Steven Weinberg is an American physicist. He was awarded the 1979
Nobel Prize in Physics (with colleagues Abdus Salam and Sheldon
Glashow) for combining electromagnetism and the weak force into
the electroweak force.
Weinberg
graduated from Bronx High School of Science in 1950, and received
his Bachelor's degree from Cornell University in 1954, living
at the Cornell branch of Telluride Association, and his Ph.D.
in Physics from Princeton University in 1957, studying under Sam
Treiman. He is currently a professor of physics and astronomy
at the University of Texas at Austin. In 2002 Weinberg received
an honorary D.Sc. from Bates College.
Besides
his scientific research, Steven Weinberg has been a prominent
public spokesman for science, testifying before Congress in support
of the Superconducting Super Collider, writing articles for the
New York Review of Books, and giving various lectures on the larger
meaning of science. His books on science written for the public
combine the typical scientific popularization with what is traditionally
considered history, philosophy of science and atheism.
Weinberg
is also known for his support of Israel. While this is not extraordinary
in itself, he does support Israel from a liberal point of view.

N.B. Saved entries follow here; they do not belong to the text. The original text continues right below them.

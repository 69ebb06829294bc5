use std::sync::Arc;

use axum::{
    extract::{Path, State},
    http::StatusCode,
    response::{IntoResponse, Response},
    routing::{get, post},
    Json, Router,
};
use serde::{Deserialize, Serialize};
use serde_json::json;

use super::domain::{BookingId, BookingRequest, PetDescriptor};
use super::eligibility::{BookingDecision, ClassificationView};
use super::repository::{BookingRepository, PetRegistry, RepositoryError};
use super::service::{BookingIntakeService, BookingServiceError};

/// Router exposing eligibility checks and booking intake.
pub fn booking_router<R, P>(service: Arc<BookingIntakeService<R, P>>) -> Router
where
    R: BookingRepository + 'static,
    P: PetRegistry + 'static,
{
    Router::new()
        .route("/api/v1/pets/classify", post(classify_handler::<R, P>))
        .route(
            "/api/v1/bookings/eligibility",
            post(eligibility_handler::<R, P>),
        )
        .route("/api/v1/bookings/review", post(review_handler::<R, P>))
        .route("/api/v1/bookings", post(submit_handler::<R, P>))
        .route("/api/v1/bookings/:booking_id", get(status_handler::<R, P>))
        .with_state(service)
}

#[derive(Debug, Deserialize)]
#[serde(rename_all = "camelCase")]
pub(crate) struct EligibilityRequest {
    #[serde(default)]
    pub(crate) pets: Vec<PetDescriptor>,
    #[serde(default)]
    pub(crate) client_is_new: bool,
}

#[derive(Debug, Serialize)]
#[serde(rename_all = "camelCase")]
pub(crate) struct EligibilityResponse {
    #[serde(flatten)]
    pub(crate) decision: BookingDecision,
    pub(crate) pets: Vec<ClassificationView>,
    #[serde(skip_serializing_if = "Option::is_none")]
    pub(crate) notice: Option<String>,
}

pub(crate) async fn classify_handler<R, P>(
    State(service): State<Arc<BookingIntakeService<R, P>>>,
    Json(pet): Json<PetDescriptor>,
) -> Json<ClassificationView>
where
    R: BookingRepository + 'static,
    P: PetRegistry + 'static,
{
    Json(service.engine().classify_pet(&pet).view())
}

pub(crate) async fn eligibility_handler<R, P>(
    State(service): State<Arc<BookingIntakeService<R, P>>>,
    Json(request): Json<EligibilityRequest>,
) -> Json<EligibilityResponse>
where
    R: BookingRepository + 'static,
    P: PetRegistry + 'static,
{
    let report = service
        .engine()
        .assess(&request.pets, request.client_is_new);

    Json(EligibilityResponse {
        decision: report.decision,
        pets: report.pets.iter().map(|result| result.view()).collect(),
        notice: report.notice.map(|notice| notice.message().to_string()),
    })
}

pub(crate) async fn review_handler<R, P>(
    State(service): State<Arc<BookingIntakeService<R, P>>>,
    Json(request): Json<BookingRequest>,
) -> Response
where
    R: BookingRepository + 'static,
    P: PetRegistry + 'static,
{
    match service.assess(&request) {
        Ok(assessment) => (StatusCode::OK, Json(assessment)).into_response(),
        Err(err) => error_response(err),
    }
}

pub(crate) async fn submit_handler<R, P>(
    State(service): State<Arc<BookingIntakeService<R, P>>>,
    Json(request): Json<BookingRequest>,
) -> Response
where
    R: BookingRepository + 'static,
    P: PetRegistry + 'static,
{
    match service.submit(request) {
        Ok(record) => (StatusCode::CREATED, Json(record.status_view())).into_response(),
        Err(err) => error_response(err),
    }
}

pub(crate) async fn status_handler<R, P>(
    State(service): State<Arc<BookingIntakeService<R, P>>>,
    Path(booking_id): Path<String>,
) -> Response
where
    R: BookingRepository + 'static,
    P: PetRegistry + 'static,
{
    let id = BookingId(booking_id);
    match service.get(&id) {
        Ok(record) => (StatusCode::OK, Json(record.status_view())).into_response(),
        Err(err) => error_response(err),
    }
}

fn error_response(err: BookingServiceError) -> Response {
    let (status, payload) = match &err {
        BookingServiceError::Intake(violation) => (
            StatusCode::UNPROCESSABLE_ENTITY,
            json!({ "error": violation.to_string() }),
        ),
        BookingServiceError::BlockedPet { messages } => (
            StatusCode::UNPROCESSABLE_ENTITY,
            json!({ "error": "booking includes a pet we cannot board", "reasons": messages }),
        ),
        BookingServiceError::Repository(RepositoryError::Conflict) => (
            StatusCode::CONFLICT,
            json!({ "error": "booking already exists" }),
        ),
        BookingServiceError::Repository(RepositoryError::NotFound) => (
            StatusCode::NOT_FOUND,
            json!({ "error": "booking not found" }),
        ),
        BookingServiceError::Repository(RepositoryError::Unavailable(_)) => (
            StatusCode::INTERNAL_SERVER_ERROR,
            json!({ "error": err.to_string() }),
        ),
    };
    (status, Json(payload)).into_response()
}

He wrote an essay titled "Zionism and Its Cultural Adversaries"
which explains his views on the issue.
Quotations
"Even
though their arguments did not invoke religion, I think we all
know what's behind these arguments. They're trying to protect
religious beliefs from contradiction by science. They used to
do it by prohibiting teachers from teaching evolution at all;
then they wanted to teach intelligent design as an alternative
theory; now they want the supposed "weaknesses" in evolution
pointed out. But it's all the same program -- it's all an attempt
to let religious ideas determine what is taught in science courses."
"Their
[the proponents of Christian "intelligent design"] discussion
of the supposed weakness of evolution rests on a fallacy about
the way science works. Scientific theory is never regarded as
certain; it's continually confronted with testing, asking if it
can explain what we can see in nature. That work is never finished.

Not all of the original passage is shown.